From my 30 years of teaching, speaking, and working with people, I’m convinced that is the WRONG approach to life, work and relationships. Because selfish takers are the unhappiest people in the world … and often times the least effective, least liked, least trusted, and least successful.
By contrast, generous givers are among the happiest, most fulfilled, most successful leaders, coworkers, spouses, and parents I ever encounter.
So what does it mean to be a giver? A lot of people don’t understand giving and confuse it with enabling, entitling, fixing, paying for, and cleaning up other people’s messes. That’s not it at all.
If you give in these three ways, however, you will become a giver at work and at home that brings out the very best in others.
1. Give respectful attention.
It’s the first thing healthy, empowering, effective givers give. And it may be the most important.
They notice others. They acknowledge them. And they listen to them.
When you don’t give attention, you always hurt the relationship you have with your coworkers, your customers, or your family member. Plain and simple.
When I was delivering my program on The Power of Partnership at a Boeing conference, one audience member raised her hand and said she knew exactly what I was talking about. She talked about getting married and divorced in the same year because her husband never gave her any attention. In fact, the situation inspired her to write a country song entitled, “If I’d shot you when I met you, I’d be out of jail by now.”
(For more information on my keynote and seminar on The Power of Partnership, go to https://www.drzimmerman.com/programs/keynotes/teamwork-relationships.)
But a lack of attention is also very sad.
After coming home from a long day at work, her little daughter ran out to greet her. She said, “Mommy, Mommy, wait until I tell you what happened today.”

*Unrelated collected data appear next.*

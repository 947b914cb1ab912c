//! Model fitting.
//!
//! - [`ElasticNetTrainer`]: weighted least squares with an elastic-net penalty
//! - [`ElasticNetParams`]: solver configuration
//! - [`TrainingLogger`]: progress logging with verbosity levels

pub mod elastic_net;
mod logger;

pub use elastic_net::{
    soft_threshold, CoordinateUpdater, ElasticNetParams, ElasticNetTrainer, ParamValidationError,
    ScoreCache, TrainError, TrainingReport,
};
pub use logger::{TrainingLogger, Verbosity};
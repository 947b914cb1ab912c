//! Incrementally maintained predictions.
//!
//! The cache holds `bias + Σ_j β_j x_ij` for every data point. Each
//! coordinate step applies its delta here instead of recomputing predictions,
//! so a feature update costs O(nnz of its column).

use ndarray::{Array1, ArrayView1};

use crate::data::SparseDataset;
use crate::linear::LinearModel;
use crate::utils::Parallelism;

/// Current model prediction for every data point.
#[derive(Debug, Clone)]
pub struct ScoreCache {
    scores: Array1<f64>,
}

impl ScoreCache {
    /// Compute scores for `model` from the dataset's rows.
    pub fn new<D>(model: &LinearModel, data: &D, parallelism: Parallelism) -> Self
    where
        D: SparseDataset + Sync,
    {
        Self {
            scores: model.predict(data, parallelism),
        }
    }

    #[inline]
    pub fn len(&self) -> usize {
        self.scores.len()
    }

    #[inline]
    pub fn is_empty(&self) -> bool {
        self.scores.is_empty()
    }

    #[inline]
    pub fn get(&self, i: usize) -> f64 {
        self.scores[i]
    }

    #[inline]
    pub fn view(&self) -> ArrayView1<'_, f64> {
        self.scores.view()
    }

    #[inline]
    pub fn as_slice(&self) -> &[f64] {
        self.scores
            .as_slice()
            .expect("owned 1-D array is contiguous")
    }

    /// Add `delta` to every score (bias change).
    pub fn shift(&mut self, delta: f64, parallelism: Parallelism) {
        if delta == 0.0 {
            return;
        }
        parallelism.maybe_par_for_each(&mut self.scores, |s| *s += delta);
    }

    /// Add `delta × x_i` to the scores touched by a feature column.
    pub fn apply_column_delta<I>(&mut self, column: I, delta: f64)
    where
        I: IntoIterator<Item = (usize, f64)>,
    {
        if delta == 0.0 {
            return;
        }
        for (i, value) in column {
            self.scores[i] += delta * value;
        }
    }
}
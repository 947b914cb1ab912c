//! Data input abstractions for sparse feature matrices.
//!
//! The solver reads its training matrix through the [`SparseDataset`] trait,
//! which exposes every data point as a sparse row and every feature as a
//! sparse column.
//!
//! # Storage Types
//!
//! - [`SparseDataSet`]: Row and column compressed storage built from one set of entries
//! - [`CSCMatrix`]: Compressed sparse column matrix, the building block of `SparseDataSet`
//! - `ndarray::Array2<f64>`: Dense storage; zeros are skipped on iteration
//!
//! Only non-zero entries are visited. Values must be finite.

mod csc;
mod dataset;
mod ndarray;
mod traits;

pub use self::ndarray::NonZeros;
pub use csc::{CSCMatrix, ColumnIter, MAX_ENTRIES};
pub use dataset::{DatasetError, SparseDataSet, SparseDataSetBuilder};
pub use traits::SparseDataset;
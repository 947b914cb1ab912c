//! Fixed problems with known solutions.

use elasticnet::assert_approx_eq;
use elasticnet::linear::LinearModel;
use elasticnet::training::{ElasticNetParams, Verbosity};

use super::{init_logging, sparse, trainer, weighted_problem};

/// Solve the ridge normal equations with an unpenalized intercept:
///
/// ```text
/// [ Σw     Σw xᵀ       ] [b]   [ Σw y   ]
/// [ Σw x   XᵀWX + λI   ] [β] = [ XᵀW y  ]
/// ```
fn ridge_closed_form(rows: &[Vec<f64>], labels: &[f64], weights: &[f64], lambda: f64) -> Vec<f64> {
    let p = rows[0].len();
    let dim = p + 1;
    let mut a = vec![vec![0.0; dim + 1]; dim];

    for ((row, &y), &w) in rows.iter().zip(labels).zip(weights) {
        let mut z = vec![1.0];
        z.extend_from_slice(row);
        for r in 0..dim {
            for c in 0..dim {
                a[r][c] += w * z[r] * z[c];
            }
            a[r][dim] += w * z[r] * y;
        }
    }
    for j in 1..dim {
        a[j][j] += lambda;
    }

    // Gaussian elimination with partial pivoting.
    for col in 0..dim {
        let pivot = (col..dim)
            .max_by(|&i, &k| a[i][col].abs().total_cmp(&a[k][col].abs()))
            .unwrap();
        a.swap(col, pivot);
        for r in (col + 1)..dim {
            let factor = a[r][col] / a[col][col];
            for c in col..=dim {
                a[r][c] -= factor * a[col][c];
            }
        }
    }
    let mut x = vec![0.0; dim];
    for r in (0..dim).rev() {
        let tail: f64 = ((r + 1)..dim).map(|c| a[r][c] * x[c]).sum();
        x[r] = (a[r][dim] - tail) / a[r][r];
    }
    x
}

#[test]
fn exact_fit_without_regularization() {
    init_logging();
    let data = sparse(&[vec![1.0, 0.0], vec![0.0, 1.0], vec![1.0, 1.0]]);
    let labels = [1.0, 2.0, 3.0];
    let weights = [1.0, 1.0, 1.0];

    let trainer = trainer(
        ElasticNetParams::builder()
            .epsilon(1e-6)
            .verbosity(Verbosity::Debug)
            .build(),
    );
    let mut model = LinearModel::zeros(2);
    let report = trainer.train(&mut model, &data, &labels, &weights).unwrap();

    assert!(report.converged);
    assert!(report.loss < 1e-5, "loss = {}", report.loss);
    assert_approx_eq!(model.bias(), 0.0, 1e-2);
    assert_approx_eq!(model.coefficient(0), 1.0, 1e-2);
    assert_approx_eq!(model.coefficient(1), 2.0, 1e-2);
}

#[test]
fn ridge_matches_normal_equations() {
    let (rows, labels, weights) = weighted_problem();
    let data = sparse(&rows);
    let lambda = 1.0;

    let trainer = trainer(
        ElasticNetParams::builder()
            .regularization(lambda)
            .l1_ratio(0.0)
            .epsilon(1e-14)
            .n_threads(1)
            .build(),
    );
    let mut model = LinearModel::zeros(2);
    let report = trainer.train(&mut model, &data, &labels, &weights).unwrap();
    assert!(report.converged);

    let expected = ridge_closed_form(&rows, &labels, &weights, lambda);
    assert_approx_eq!(model.bias(), expected[0], 1e-5, "bias");
    assert_approx_eq!(model.coefficient(0), expected[1], 1e-5, "coefficient 0");
    assert_approx_eq!(model.coefficient(1), expected[2], 1e-5, "coefficient 1");
}

#[test]
fn strong_lasso_leaves_only_weighted_mean_bias() {
    let (rows, labels, weights) = weighted_problem();
    let data = sparse(&rows);

    let trainer = trainer(
        ElasticNetParams::builder()
            .regularization(1000.0)
            .l1_ratio(1.0)
            .build(),
    );
    let mut model = LinearModel::zeros(2);
    trainer.train(&mut model, &data, &labels, &weights).unwrap();

    assert_eq!(model.coefficient(0), 0.0);
    assert_eq!(model.coefficient(1), 0.0);
    assert_eq!(model.num_nonzero(), 0);
    // Σ w y / Σ w = 19.75 / 7
    assert_approx_eq!(model.bias(), 19.75 / 7.0, 1e-12);
}

#[test]
fn elastic_net_mixture() {
    let (rows, labels, weights) = weighted_problem();
    let data = sparse(&rows);

    let trainer = trainer(
        ElasticNetParams::builder()
            .regularization(2.0)
            .l1_ratio(0.5)
            .epsilon(1e-10)
            .build(),
    );
    let mut model = LinearModel::zeros(2);
    let report = trainer.train(&mut model, &data, &labels, &weights).unwrap();

    assert!(report.converged);
    assert_approx_eq!(model.bias(), 3.01992, 1e-4);
    assert_approx_eq!(model.coefficient(0), -0.329095, 1e-4);
    assert_approx_eq!(model.coefficient(1), 0.154105, 1e-4);
}

#[test]
fn l1_shrinks_more_than_nothing() {
    let (rows, labels, weights) = weighted_problem();
    let data = sparse(&rows);

    let fit = |regularization: f64| {
        let trainer = trainer(
            ElasticNetParams::builder()
                .regularization(regularization)
                .l1_ratio(1.0)
                .epsilon(1e-10)
                .build(),
        );
        let mut model = LinearModel::zeros(2);
        trainer.train(&mut model, &data, &labels, &weights).unwrap();
        model.l1_norm()
    };

    let unpenalized = fit(0.0);
    let light = fit(0.5);
    let heavy = fit(5.0);
    assert!(light < unpenalized);
    assert!(heavy < light);
}

#[test]
fn warm_start_continues_from_previous_fit() {
    let (rows, labels, weights) = weighted_problem();
    let data = sparse(&rows);
    let params = ElasticNetParams::builder()
        .regularization(0.5)
        .l1_ratio(0.3)
        .epsilon(1e-10)
        .build();
    let trainer = trainer(params);

    let mut cold = LinearModel::zeros(2);
    let cold_report = trainer.train(&mut cold, &data, &labels, &weights).unwrap();

    let mut warm = cold.clone();
    let warm_report = trainer.train(&mut warm, &data, &labels, &weights).unwrap();

    assert!(warm_report.iterations < cold_report.iterations);
    assert_approx_eq!(warm_report.initial_loss, cold_report.loss, 1e-9);
    assert_approx_eq!(warm.coefficient(0), cold.coefficient(0), 1e-4);
    assert_approx_eq!(warm.coefficient(1), cold.coefficient(1), 1e-4);
}

#[test]
fn held_out_loss_matches_training_loss_on_same_data() {
    let (rows, labels, weights) = weighted_problem();
    let data = sparse(&rows);
    let trainer = trainer(ElasticNetParams::builder().regularization(0.1).build());

    let mut model = LinearModel::zeros(2);
    let report = trainer.train(&mut model, &data, &labels, &weights).unwrap();

    let recomputed = trainer.loss(&model, &data, &labels, &weights).unwrap();
    assert_approx_eq!(recomputed, report.loss, 1e-9);
}
//! elasticnet: weighted elastic-net linear regression on sparse data.
//!
//! A [`LinearModel`] is fitted to a [`SparseDataSet`] (or any other
//! [`SparseDataset`], including dense `ndarray::Array2<f64>`) by
//! [`ElasticNetTrainer`], which runs cyclic coordinate descent on
//!
//! ```text
//! Σ_i w_i × ½(y_i − ŷ_i)² + regularization × [ (1 − l1_ratio) × ½‖β‖² + l1_ratio × ‖β‖₁ ]
//! ```
//!
//! # Example
//!
//! ```
//! use elasticnet::{ElasticNetParams, ElasticNetTrainer, LinearModel, SparseDataSet};
//!
//! let mut builder = SparseDataSet::builder(3, 2);
//! builder.set_feature_value(0, 0, 1.0).unwrap();
//! builder.set_feature_value(1, 1, 1.0).unwrap();
//! builder.set_feature_value(2, 0, 1.0).unwrap();
//! builder.set_feature_value(2, 1, 1.0).unwrap();
//! let data = builder.build();
//!
//! let params = ElasticNetParams::builder()
//!     .regularization(0.01)
//!     .l1_ratio(0.5)
//!     .build();
//! let trainer = ElasticNetTrainer::new(params).unwrap();
//!
//! let mut model = LinearModel::zeros(2);
//! let report = trainer
//!     .train(&mut model, &data, &[1.0, 2.0, 3.0], &[1.0, 1.0, 1.0])
//!     .unwrap();
//! assert!(report.converged);
//! ```

// Re-export approx traits for users who want to compare predictions
pub use approx;

pub mod data;
pub mod linear;
pub mod testing;
pub mod training;
pub mod utils;

pub use data::{SparseDataSet, SparseDataSetBuilder, SparseDataset};
pub use linear::LinearModel;
pub use training::{ElasticNetParams, ElasticNetTrainer, TrainError, TrainingReport, Verbosity};
pub use utils::{run_with_threads, Parallelism};
//! Core trait for sparse dataset access.

/// Dual-view sparse feature matrix consumed by the solver.
///
/// A dataset is a `num_data_points × num_features` matrix exposed two ways:
///
/// - [`row()`](Self::row): the non-zero `(feature_index, value)` pairs of one data point
/// - [`column()`](Self::column): the non-zero `(data_point_index, value)` pairs of one feature
///
/// Both views must describe the same matrix. Implementations are free to
/// yield entries in any order and to skip zeros; explicitly stored zeros are
/// harmless but cost time.
///
/// # Implementations
///
/// - [`SparseDataSet`](super::SparseDataSet): row and column compressed storage
/// - `ndarray::Array2<f64>`: dense storage, zeros skipped on iteration
pub trait SparseDataset {
    /// Iterator over `(feature_index, value)` pairs of one data point.
    type RowIter<'a>: Iterator<Item = (usize, f64)>
    where
        Self: 'a;

    /// Iterator over `(data_point_index, value)` pairs of one feature.
    type ColumnIter<'a>: Iterator<Item = (usize, f64)>
    where
        Self: 'a;

    /// Number of data points (rows).
    fn num_data_points(&self) -> usize;

    /// Number of features (columns).
    fn num_features(&self) -> usize;

    /// Non-zero entries of data point `i`.
    ///
    /// # Panics
    ///
    /// Panics if `i >= num_data_points()`.
    fn row(&self, i: usize) -> Self::RowIter<'_>;

    /// Non-zero entries of feature `j`.
    ///
    /// # Panics
    ///
    /// Panics if `j >= num_features()`.
    fn column(&self, j: usize) -> Self::ColumnIter<'_>;

    /// Number of non-zero entries across the matrix.
    fn nnz(&self) -> usize {
        (0..self.num_features()).map(|j| self.column(j).count()).sum()
    }

    /// Copy data point `i` into a dense vector of length `num_features()`.
    fn dense_row(&self, i: usize) -> Vec<f64> {
        let mut dense = vec![0.0; self.num_features()];
        for (feature, value) in self.row(i) {
            dense[feature] = value;
        }
        dense
    }
}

After listening for a few seconds, her mother said she had to go and prepare dinner. Her daughter could tell her the rest of the story later.
At dinner, the phone rang; then the other family members told their stories. Once again the little girl tried to tell her story, but the kitchen needed to be cleaned up and her brother needed help with his homework. By then it was time for bed.
When her mother came to tuck her in, the little girl looked up and asked, “Mommy, do you really love me, even when you don’t have time to listen to me?”
And that’s the same question everybody asks at work and at home: “If you don’t GIVE me attention, how do I know if you really care?”
How do you stack up on this point? Are you known as a person who gives attention? Or are you known as someone who is too self-absorbed?
2. Give lasting visible care.
Care and caring might sound too soft or too touchy-feely for some corporate people, but it’s as hard bottom line as you can get. Research has clearly shown that when your customers can see you’re caring, they buy more and they tell more people about you.
The reverse is also true. The number one reason a customer stops doing business with an organization is a perceived lack of caring. In fact, this perceived lack of caring accounts for 68% of your lost business.
Of course, your caring can’t be temporary and intermittent. It’s got to be continual and lasting. Dr. Martin Broken Leg, a professor at Augustana College, has found that a kid will stay in school if there is at least one adult in that school who shows a lasting sense of care … and that adult could be a teacher, cook, or bus driver.
3. Give help when needed.
It’s the ultimate win-win. You can’t help somebody else without also helping yourself.
As an old Chinese proverb states, “When I dig another out of trouble, the hole from which I lift him is the place where I bury my own.”
Michael Maceroni, a sales manager for UPS, learned that when I was speaking on 4C Leadership: Communication, Cooperation, Change, and Commitment for his company. He decided to put my giving challenge to the test after the workshop.
(For information on my 4C Leadership keynote and seminar, go to https://www.drzimmerman.com/programs/keynotes/leadership-training.)
Michael said, “I was flying into Atlanta on a Sunday afternoon and I don’t like to leave my family on a weekend. Nonetheless, I decided to make the best of it, to be a giver regardless of any possible problems that might come my way, such as late departures, crowded airline seating, or grumpy attendants and passengers.”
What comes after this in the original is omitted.